Here are a few thoughts:

1. For a country supposed to be the ‘global leader,’ the president focused overwhelmingly on domestic policy. I imagine this is electorally-driven, but the foreign policy bit was painfully short. Most of it focused on the GWoT, although Obama maddeningly refuses to call it that. But there was little on the real future challenge to American power – the rise of Asia and a whole clutch of middle income states elsewhere that all constrain America’s freedom to move. Barnett calls the wealthy East Asian tier the “new core” of the global economy (the ‘old core’ being the North Atlantic). I heard nothing about how to react to these risers, should we accommodate, contain, ignore, etc. Instead, we got yet more bromides about how no one in the room would rather live in another country and how great America is. Sigh. Pandering to Americans’ nationalism is not analysis, doesn’t slow China’s growth, doesn’t get US kids better educated in math and science,  doesn’t diminish our addiction to Chinese money and Saudi oil, etc. The world is getting more crowded and wealthier, and the sovereign debt crisis in the West is reducing our ability to push others around (a bad thing if you are a westerner, good if you are not). We need to think about our place in a more equal world, but Obama gave you nothing on that. Instead, it was how he cleaned up W’s messes.

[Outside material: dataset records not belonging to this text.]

//! Command console and import form
//!
//! Both run one `beet` invocation through the backend and stream its output
//! into a transcript. They differ only in the endpoint, the echo line and the
//! toast texts, so one controller serves both.

use beets_common::{ActionPhase, RequestTracker, Ticket, Transcript};
use tracing::{debug, error, info};

use crate::error::ApiError;
use crate::models::RunOutcome;
use crate::notice::Notice;

/// A preset for the command console's quick-pick dropdown
#[derive(Debug, Clone, Copy, PartialEq, Eq)]
pub struct CommonCommand {
    pub command: &'static str,
    pub label: &'static str,
}

pub const COMMON_COMMANDS: [CommonCommand; 10] = [
    CommonCommand { command: "list", label: "List all tracks" },
    CommonCommand { command: "list -a", label: "List all albums" },
    CommonCommand { command: "stats", label: "Show library statistics" },
    CommonCommand { command: "info", label: "Show file metadata" },
    CommonCommand { command: "modify", label: "Modify metadata" },
    CommonCommand { command: "update", label: "Update library" },
    CommonCommand { command: "move", label: "Move items in library" },
    CommonCommand { command: "write", label: "Write metadata to files" },
    CommonCommand { command: "duplicates", label: "List duplicate tracks" },
    CommonCommand { command: "config", label: "Show configuration" },
];

#[derive(Debug, Clone, Copy, PartialEq, Eq)]
pub enum RunKind {
    /// `POST /api/command`
    Command,
    /// `POST /api/import`
    Import,
}

impl RunKind {
    fn empty_input_message(self) -> &'static str {
        match self {
            RunKind::Command => "Please enter a command to execute",
            RunKind::Import => "Please enter a path to import",
        }
    }

    fn busy_message(self) -> &'static str {
        match self {
            RunKind::Command => "A command is already running",
            RunKind::Import => "An import is already running",
        }
    }

    fn success_message(self) -> &'static str {
        match self {
            RunKind::Command => "Command executed successfully",
            RunKind::Import => "Music imported successfully",
        }
    }

    fn failure_message(self) -> &'static str {
        match self {
            RunKind::Command => "Command execution failed",
            RunKind::Import => "Music import failed",
        }
    }

    fn transport_failure_prefix(self) -> &'static str {
        match self {
            RunKind::Command => "Failed to execute command",
            RunKind::Import => "Failed to import music",
        }
    }
}

/// A submitted run, to be performed and passed back to `apply`
#[derive(Debug, Clone, PartialEq, Eq)]
pub struct RunRequest {
    pub ticket: Ticket,
    pub kind: RunKind,
    /// Trimmed command line or import path
    pub input: String,
}

/// Controller behind the command console and the import form
#[derive(Debug, Clone, PartialEq)]
pub struct TranscriptRunner {
    kind: RunKind,
    transcript: Transcript,
    phase: ActionPhase,
    tracker: RequestTracker,
}

impl TranscriptRunner {
    pub fn new(kind: RunKind) -> Self {
        Self {
            kind,
            transcript: Transcript::new(),
            phase: ActionPhase::Idle,
            tracker: RequestTracker::new(),
        }
    }

    pub fn kind(&self) -> RunKind {
        self.kind
    }

    pub fn transcript(&self) -> &Transcript {
        &self.transcript
    }

    pub fn phase(&self) -> &ActionPhase {
        &self.phase
    }

    /// The trigger button is disabled while true.
    pub fn is_running(&self) -> bool {
        self.phase.is_pending()
    }

    /// Submit user input.
    ///
    /// Blank input, or input while a run is still pending, is rejected with
    /// an error notice and nothing is sent. Otherwise the echo line is
    /// appended right away and the request to perform is returned.
    ///
    /// Only one run is in flight at a time: every run has side effects on
    /// the server, so its outcome must never be dropped as stale.
    pub fn submit(&mut self, input: &str) -> Result<RunRequest, Notice> {
        if self.is_running() {
            return Err(Notice::error(self.kind.busy_message()));
        }
        let input = input.trim();
        if input.is_empty() {
            return Err(Notice::error(self.kind.empty_input_message()));
        }

        match self.kind {
            RunKind::Command => self.transcript.echo_command(input),
            RunKind::Import => self.transcript.echo_import(input),
        }
        self.phase = ActionPhase::Pending;
        debug!("Submitting {:?}: {}", self.kind, input);

        Ok(RunRequest {
            ticket: self.tracker.issue(),
            kind: self.kind,
            input: input.to_string(),
        })
    }

    /// Append the run's output and classify it.
    ///
    /// A 2xx reply is judged by its `success` flag; transport failures are
    /// reported separately and appended to the transcript as an error line.
    pub fn apply(
        &mut self,
        request: RunRequest,
        result: Result<RunOutcome, ApiError>,
    ) -> Option<Notice> {
        if !self.tracker.is_current(request.ticket) {
            debug!("Dropping stale {:?} result", request.kind);
            return None;
        }

        let outcome = match result {
            Ok(outcome) => outcome,
            Err(e) => {
                error!("Error running {:?} {:?}: {}", self.kind, request.input, e);
                let summary = e.summary();
                self.transcript.append_error(&summary);
                let message = format!("{}: {}", self.kind.transport_failure_prefix(), summary);
                self.phase = ActionPhase::Failed(message.clone());
                return Some(Notice::error(message));
            }
        };

        let stdout = outcome.stdout.as_deref().filter(|s| !s.is_empty());
        if let Some(stdout) = stdout {
            self.transcript.append_stdout(stdout);
        }
        let stderr = outcome.stderr.as_deref().filter(|s| !s.is_empty());
        if let Some(stderr) = stderr {
            self.transcript.append_error(stderr);
        }
        if stdout.is_none() && stderr.is_none() {
            if let Some(message) = outcome.message.as_deref().filter(|m| !m.is_empty()) {
                self.transcript.append_error(message);
            }
        }

        if outcome.success {
            info!("{:?} {:?} succeeded", self.kind, request.input);
            self.phase = ActionPhase::Succeeded;
            Some(Notice::success(self.kind.success_message()))
        } else {
            info!(
                "{:?} {:?} failed (return code {:?})",
                self.kind, request.input, outcome.returncode
            );
            let message = self.kind.failure_message();
            self.phase = ActionPhase::Failed(message.to_string());
            Some(Notice::error(message))
        }
    }

    pub fn clear(&mut self) {
        self.transcript.clear();
    }
}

The GOP responses were even worse: Michelle Bachmann had the gall to recite Madeleine Albright’s old expression, ‘the indispensible nation,’ sure to anger any foreign listener, and her description of the battle of Iwo Jima seems informed by video game posturing, not history. (The battle was very late in the war; the Japanese were outnumbered and outgunned, without air or naval support, had no hope of relief, and were fighting for an obviously lost cause. Kinda seems more like they were really courageous, huh? Oops! Maybe she should stick the standard issue right-wing example of American heroism – Normandy.)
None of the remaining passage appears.